2023-02-07 04:37 AM
#define VBLOCKENTRIES 22
int16_t indexVDial = 0, ixVBFree = 0;
int16_t blocksSet[2][VBLOCKENTRIES][4];
blocksSet[indexVDial][ixVBFree][1] = 0x1000; / Fails to write to array
2023-02-07 07:50 AM
May depend on the index values which are not shown in your code sample.
Anyway, 123123 is not an int16_t
hth
KnarfB
2023-02-07 08:04 AM
Hard to know dimensions / size here, or index values. Could get quite large, probably would avoid as a local/auto variable.
Provide more context.
2023-02-07 10:11 AM
Index values given, it isn't addressing the memory correctly, so I was wondering if there is an issue with 3 dimensional arrays?
2023-02-07 10:14 AM
True, it's reasonably small though int16_t[2][22][4], around 350 bytes.

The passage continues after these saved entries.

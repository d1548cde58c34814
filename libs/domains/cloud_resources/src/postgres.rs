use async_trait::async_trait;
use chrono::Utc;
use sea_orm::ActiveValue::Set;
use sea_orm::{
    ActiveModelTrait, ColumnTrait, ConnectionTrait, DatabaseConnection, DbBackend, DbErr,
    EntityTrait, QueryFilter, QueryOrder, SqlErr, Statement, TransactionTrait,
};

use crate::{
    customer_resource, entity,
    error::{CloudResourceError, CloudResourceResult},
    models::{CloudResource, UpdateCloudResource},
    repository::CloudResourceRepository,
};

#[derive(Clone)]
pub struct PgCloudResourceRepository {
    db: DatabaseConnection,
}

impl PgCloudResourceRepository {
    pub fn new(db: DatabaseConnection) -> Self {
        Self { db }
    }
}

fn internal(e: DbErr) -> CloudResourceError {
    CloudResourceError::Internal(format!("Database error: {}", e))
}

/// Insert one edge on `conn`. Shared by the single and the transactional bulk path.
async fn assign<C: ConnectionTrait>(
    conn: &C,
    name: &str,
    customer_id: i64,
) -> CloudResourceResult<CloudResource> {
    let resource = entity::Entity::find()
        .filter(entity::Column::Name.eq(name))
        .one(conn)
        .await
        .map_err(internal)?
        .ok_or_else(|| CloudResourceError::UnknownResource(name.to_string()))?;

    let edge = customer_resource::ActiveModel {
        customer_id: Set(customer_id),
        resource_id: Set(resource.id),
        created_at: Set(Utc::now().into()),
    };

    customer_resource::Entity::insert(edge)
        .exec_without_returning(conn)
        .await
        .map_err(|e| match e.sql_err() {
            Some(SqlErr::UniqueConstraintViolation(_)) => {
                CloudResourceError::AlreadyAssigned(name.to_string())
            }
            Some(SqlErr::ForeignKeyConstraintViolation(_)) => {
                CloudResourceError::CustomerNotFound(customer_id)
            }
            _ => internal(e),
        })?;

    Ok(resource.into())
}

#[async_trait]
impl CloudResourceRepository for PgCloudResourceRepository {
    async fn get_all(&self) -> CloudResourceResult<Vec<CloudResource>> {
        let models = entity::Entity::find()
            .order_by_asc(entity::Column::Id)
            .all(&self.db)
            .await
            .map_err(internal)?;
        Ok(models.into_iter().map(Into::into).collect())
    }

    async fn get_by_id(&self, id: i64) -> CloudResourceResult<Option<CloudResource>> {
        let model = entity::Entity::find_by_id(id)
            .one(&self.db)
            .await
            .map_err(internal)?;
        Ok(model.map(Into::into))
    }

    async fn get_by_name(&self, name: &str) -> CloudResourceResult<Option<CloudResource>> {
        let model = entity::Entity::find()
            .filter(entity::Column::Name.eq(name))
            .one(&self.db)
            .await
            .map_err(internal)?;
        Ok(model.map(Into::into))
    }

    async fn update(
        &self,
        id: i64,
        input: UpdateCloudResource,
    ) -> CloudResourceResult<CloudResource> {
        let model = entity::Entity::find_by_id(id)
            .one(&self.db)
            .await
            .map_err(internal)?
            .ok_or(CloudResourceError::NotFound(id))?;

        let mut active: entity::ActiveModel = model.into();
        active.name = Set(input.name.clone());
        active.resource_type = Set(input.resource_type);
        active.region = Set(input.region);
        active.updated_at = Set(Utc::now().into());

        let updated = active.update(&self.db).await.map_err(|e| match e.sql_err() {
            Some(SqlErr::UniqueConstraintViolation(_)) => {
                CloudResourceError::DuplicateName(input.name)
            }
            _ => internal(e),
        })?;

        Ok(updated.into())
    }

    async fn delete(&self, id: i64) -> CloudResourceResult<()> {
        let result = entity::Entity::delete_by_id(id)
            .exec(&self.db)
            .await
            .map_err(internal)?;

        if result.rows_affected == 0 {
            return Err(CloudResourceError::NotFound(id));
        }

        Ok(())
    }

    async fn add_resource_to_customer(
        &self,
        name: &str,
        customer_id: i64,
    ) -> CloudResourceResult<CloudResource> {
        assign(&self.db, name, customer_id).await
    }

    async fn add_resources_to_customer(
        &self,
        names: &[String],
        customer_id: i64,
    ) -> CloudResourceResult<Vec<CloudResource>> {
        let txn = self.db.begin().await.map_err(internal)?;

        let mut added = Vec::with_capacity(names.len());
        for name in names {
            match assign(&txn, name, customer_id).await {
                Ok(resource) => added.push(resource),
                Err(e) => {
                    txn.rollback().await.map_err(internal)?;
                    return Err(e);
                }
            }
        }

        txn.commit().await.map_err(internal)?;
        Ok(added)
    }

    async fn get_resources_by_customer(
        &self,
        customer_id: i64,
    ) -> CloudResourceResult<Vec<CloudResource>> {
        let models = entity::Entity::find()
            .from_raw_sql(Statement::from_sql_and_values(
                DbBackend::Postgres,
                r#"
                SELECT r.id, r.name, r.type, r.region, r.created_at, r.updated_at
                FROM resources r
                JOIN customer_resource cr ON cr.resource_id = r.id
                WHERE cr.customer_id = $1
                ORDER BY cr.created_at, r.id
                "#,
                [customer_id.into()],
            ))
            .all(&self.db)
            .await
            .map_err(internal)?;

        Ok(models.into_iter().map(Into::into).collect())
    }

    async fn does_customer_have_resource(
        &self,
        customer_id: i64,
        name: &str,
    ) -> CloudResourceResult<bool> {
        let row = self
            .db
            .query_one_raw(Statement::from_sql_and_values(
                DbBackend::Postgres,
                r#"
                SELECT EXISTS (
                    SELECT 1
                    FROM customer_resource cr
                    JOIN resources r ON r.id = cr.resource_id
                    WHERE cr.customer_id = $1 AND r.name = $2
                ) AS present
                "#,
                [customer_id.into(), name.into()],
            ))
            .await
            .map_err(internal)?;

        match row {
            Some(row) => row.try_get("", "present").map_err(internal),
            None => Ok(false),
        }
    }
}
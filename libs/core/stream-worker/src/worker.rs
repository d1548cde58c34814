use crate::config::WorkerConfig;
use crate::consumer::StreamConsumer;
use crate::error::{ErrorCategory, StreamError};
use crate::registry::StreamHandler;
use redis::aio::ConnectionManager;
use std::time::Duration;
use tokio::sync::watch;
use tracing::{debug, error, info, warn};

/// Single-task read loop over one consumer group.
///
/// Entries are handed to the handler one at a time in delivery order. Empty
/// non-blocking reads wait `poll_interval_ms` before the next one. Broker
/// errors back off exponentially and the loop keeps going; the underlying
/// `ConnectionManager` reconnects on its own.
pub struct StreamWorker {
    consumer: StreamConsumer,
}

impl StreamWorker {
    pub fn new(redis: ConnectionManager, config: WorkerConfig) -> Self {
        Self {
            consumer: StreamConsumer::new(redis, config),
        }
    }

    /// Run until `shutdown` flips to `true` or its sender is dropped.
    pub async fn run<H: StreamHandler>(
        &self,
        handler: &H,
        mut shutdown: watch::Receiver<bool>,
    ) -> Result<(), StreamError> {
        let config = self.consumer.config();
        info!(
            stream = %config.stream_name,
            group = %config.consumer_group,
            consumer_id = %config.consumer_id,
            "Starting stream worker"
        );

        let mut group_ready = false;
        let mut consecutive_errors: u32 = 0;

        loop {
            if *shutdown.borrow() {
                break;
            }

            let step = async {
                if !group_ready {
                    self.consumer.init_consumer_group().await?;
                }
                self.consumer.read_new(config.batch_size).await
            };

            let result = tokio::select! {
                biased;
                changed = shutdown.changed() => {
                    if changed.is_err() || *shutdown.borrow() {
                        break;
                    }
                    continue;
                }
                result = step => result,
            };

            match result {
                Ok(events) => {
                    group_ready = true;
                    if consecutive_errors > 0 {
                        info!(consecutive_errors, "Stream connection recovered");
                        consecutive_errors = 0;
                    }
                    if events.is_empty() && config.blocking_timeout_ms.is_none() {
                        tokio::select! {
                            changed = shutdown.changed() => {
                                if changed.is_err() || *shutdown.borrow() {
                                    break;
                                }
                            }
                            _ = tokio::time::sleep(Duration::from_millis(config.poll_interval_ms)) => {}
                        }
                        continue;
                    }
                    for event in events {
                        let stream_id = event.stream_id.clone();
                        debug!(stream_id = %stream_id, "Dispatching entry");
                        handler.handle(event).await;
                        if !config.ack_on_receipt
                            && let Err(e) = self.consumer.ack(&stream_id).await
                        {
                            warn!(error = %e, stream_id = %stream_id, "Ack failed");
                        }
                    }
                }
                Err(e) if e.category() == ErrorCategory::Permanent => {
                    error!(error = %e, "Stream worker stopping");
                    return Err(e);
                }
                Err(e) => {
                    consecutive_errors = consecutive_errors.saturating_add(1);
                    if e.is_nogroup() {
                        group_ready = false;
                    }
                    let backoff_ms = config.backoff_ms(consecutive_errors);
                    warn!(
                        error = %e,
                        consecutive_errors,
                        backoff_ms,
                        "Stream read failed, backing off"
                    );

                    tokio::select! {
                        changed = shutdown.changed() => {
                            if changed.is_err() || *shutdown.borrow() {
                                break;
                            }
                        }
                        _ = tokio::time::sleep(Duration::from_millis(backoff_ms)) => {}
                    }
                }
            }
        }

        info!(stream = %config.stream_name, "Stream worker stopped");
        Ok(())
    }
}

It just doesn't write or read the values, I could manually set them in debug, but it was as if it just ignored the C code. Looking at the asm it looked too short to index correctly, just wondered if there was a known limitation with arrays with over 2 dimensions.
2023-02-07 10:17 AM
Never heard of such a limitation. Is the result used in the code? Could the assigment be optimized away?
2023-02-08 12:23 AM
Yes it's used, I change from a 3D array to two 2D arrays, using the same indices, and it works correctly. [Table 0/1][Entry 0-21][0-4 int16 data] just fails to work at all. Weirdly in debug I can hover the cursor over the code line to set a value, and set it in the pop-up window, but it ignores the code line being executed:
entries[0][0][0] = 123; and nothing is written to the first table, first entry first int16
2023-02-08 12:30 AM
Odd, perhaps there's a bug in the GNU/GCC compiler.
Look at the assembler generated at different optimization settings.